The Perimeters of University Democracy. Processes of Politicization and Student Participation at the National University of Córdoba
Keywords:
student political participation, National University of Córdoba, university politics, student cloister, university co-government, national universitiesSynopsis
Student political participation in the university setting has historically been a topic of debate—academic, but also social—which has revolved around its dynamics, its repertoires, and its legitimate and illegitimate forms. This thesis aims to contribute to these discussions by exploring the functioning of politics at the National University of Córdoba from the perspective of students who, in different circumstances, became involved in institutional decision-making processes. Based on ethnographic work carried out between 2012 and 2016, this research addresses the question of the relationship between students and politics, while exploring the functioning of co-government, the form of democracy characteristic of national public universities in Argentina.
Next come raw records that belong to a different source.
//! Integration test for resources loader generation

use sitegen_codegen_lib::expression::encode_data_source_variable;
use sitegen_codegen_lib::*;
use sitegen_ir::*;

const EXPECTED_BLOG_LOADER: &str = r#"import { loadResource, isLocalResource, type System } from "@webstudio-is/sdk";
import { sitemap } from "./$resources.sitemap.xml";
export const loadResources = async (_props: { system: System }) => {
  let ApiBase = "https://cms.test";
  const system = _props.system;
  const customFetch: typeof fetch = (input, init) => {
    if (typeof input !== "string") {
      return fetch(input, init);
    }
    if (isLocalResource(input, "sitemap.xml")) {
      const response = new Response(JSON.stringify(sitemap));
      response.headers.set("content-type", "application/json; charset=utf-8");
      return Promise.resolve(response);
    }
    return fetch(input, init);
  };
  const [
    post,
    tags,
  ] = await Promise.all([
    loadResource(customFetch, {
      id: "res-post",
      name: "Post",
      url: `${ApiBase}/posts/${system?.params?.slug}`,
      method: "get",
      headers: [
        { name: "accept", value: "application/json" },
      ],
    }),
    loadResource(customFetch, {
      id: "res-tags",
      name: "Tags",
      url: ApiBase + "/tags",
      method: "post",
      headers: [
      ],
      body: JSON?.stringify({ slug: system?.params?.slug }),
    }),
  ]);
  return {
    post,
    tags,
  } as Record<string, unknown>;
};
"#;

fn blog_fixture() -> (Page, DataSources, Resources) {
    let api = encode_data_source_variable("api-base");
    let sys = encode_data_source_variable("sys");

    let page = Page::new("blog", "/blog/:slug", "body").with_system("sys");
    let data_sources = data_sources_from(vec![
        DataSource::parameter("sys", "system"),
        DataSource::variable(
            "api-base",
            "Api Base",
            VariableValue::String("https://cms.test".into()),
        ),
        DataSource::resource("ds-post", "post", "res-post"),
        DataSource::resource("ds-tags", "tags", "res-tags"),
    ]);
    let resources = resources_from(vec![
        Resource {
            headers: vec![ResourceHeader {
                name: "accept".into(),
                value: "\"application/json\"".into(),
            }],
            ..Resource::get(
                "res-post",
                "Post",
                format!("`${{{api}}}/posts/${{{sys}.params.slug}}`"),
            )
        },
        Resource {
            id: "res-tags".into(),
            name: "Tags".into(),
            url: format!("{api} + \"/tags\""),
            method: Method::Post,
            headers: vec![],
            body: Some(format!("JSON.stringify({{ slug: {sys}.params.slug }})")),
        },
    ]);
    (page, data_sources, resources)
}

#[test]
fn test_full_loader_module() {
    let (page, data_sources, resources) = blog_fixture();
    let mut scope = loader_scope();
    let code = generate_resources_loader(&mut scope, &page, &data_sources, &resources);
    assert_eq!(code, EXPECTED_BLOG_LOADER);
    println!("✅ Loader module generated");
}

#[test]
fn test_generation_is_deterministic() {
    let (page, data_sources, resources) = blog_fixture();
    let history = [("earlier-id", "post"), ("other-id", "system")];

    let mut first = Scope::with_history(resources::LOADER_IDENTIFIERS.iter().copied(), history);
    let mut second = Scope::with_history(resources::LOADER_IDENTIFIERS.iter().copied(), history);

    let a = generate_resources_loader(&mut first, &page, &data_sources, &resources);
    let b = generate_resources_loader(&mut second, &page, &data_sources, &resources);
    assert_eq!(a, b);

    // prior assignments push the new ids onto suffixed names
    assert!(a.contains("    post_1,\n"));
    assert!(a.contains("const system_1 = _props.system;"));
}

#[test]
fn test_project_json_to_files() {
    let sys = encode_data_source_variable("sys");
    let json = serde_json::json!({
        "pages": [
            { "id": "home", "name": "Home", "path": "/", "rootInstanceId": "home-body" },
            {
                "id": "post",
                "name": "Post",
                "path": "/posts/:id",
                "rootInstanceId": "post-body",
                "systemDataSourceId": "sys"
            }
        ],
        "instances": [
            { "id": "home-body", "component": "Body", "children": [] },
            { "id": "post-body", "component": "Body", "children": [{ "type": "id", "value": "post-box" }] },
            { "id": "post-box", "component": "Box", "children": [] }
        ],
        "dataSources": [
            { "type": "parameter", "id": "sys", "name": "system", "scopeInstanceId": "post-body" },
            { "type": "resource", "id": "ds-post", "name": "post data", "resourceId": "res-post", "scopeInstanceId": "post-box" },
            { "type": "resource", "id": "ds-stale", "name": "stale", "resourceId": "res-deleted", "scopeInstanceId": "post-box" }
        ],
        "resources": [
            {
                "id": "res-post",
                "name": "Post",
                "url": format!("\"https://cms.test/posts/\" + {sys}.params.id"),
                "method": "get",
                "headers": []
            }
        ]
    });
    let project = Project::from_json(&json.to_string()).unwrap();

    let generator = ResourcesLoaderGenerator {
        options: LoaderOptions::default(),
    };
    assert_eq!(generator.language(), "typescript-resources-loader");
    let code = generator.generate(&project).unwrap();
    assert_eq!(code.files.len(), 2);

    let home = &code.files[0];
    assert_eq!(home.path, "$resources._index.ts");
    assert!(!home.content.contains("Promise.all"));

    let post = &code.files[1];
    assert_eq!(post.path, "$resources.posts.$id.ts");
    assert!(post.content.contains("    postdata,\n"));
    assert!(post.content.contains("url: \"https://cms.test/posts/\" + system?.params?.id,"));
    assert!(!post.content.contains("stale"));
    println!("✅ Project files generated");
}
Reading the ethnographic material in light of a series of studies in anthropology and political socio-history allowed us to argue that university politics operates under a constitutive ambiguity—or a policy of exclusion—a characteristic it shares with Western democratic systems. A policy that involves the production of active citizens, but at the same time conditioned to participate only at certain times and through certain pre-established forms.
Student participation develops within and amid this ambiguity, which in the university setting manifests itself through the simultaneous operation of two conflicting principles: on the one hand, the principle of co-government, achieved by the reformist movement in 1918 as a tool for the democratization of the university, which has since constituted both a condition of possibility and an impetus for student participation in university governance.
On the other hand, there is a principle associated with the existence of an asymmetrical structure in terms of conditions for political participation, manifested in unequal student representation within co-government. By analyzing the expressions of this duality of principles through processes of conflict, co-government is shown to be the result of the dynamic and constant social production of its forms, rules, and boundaries.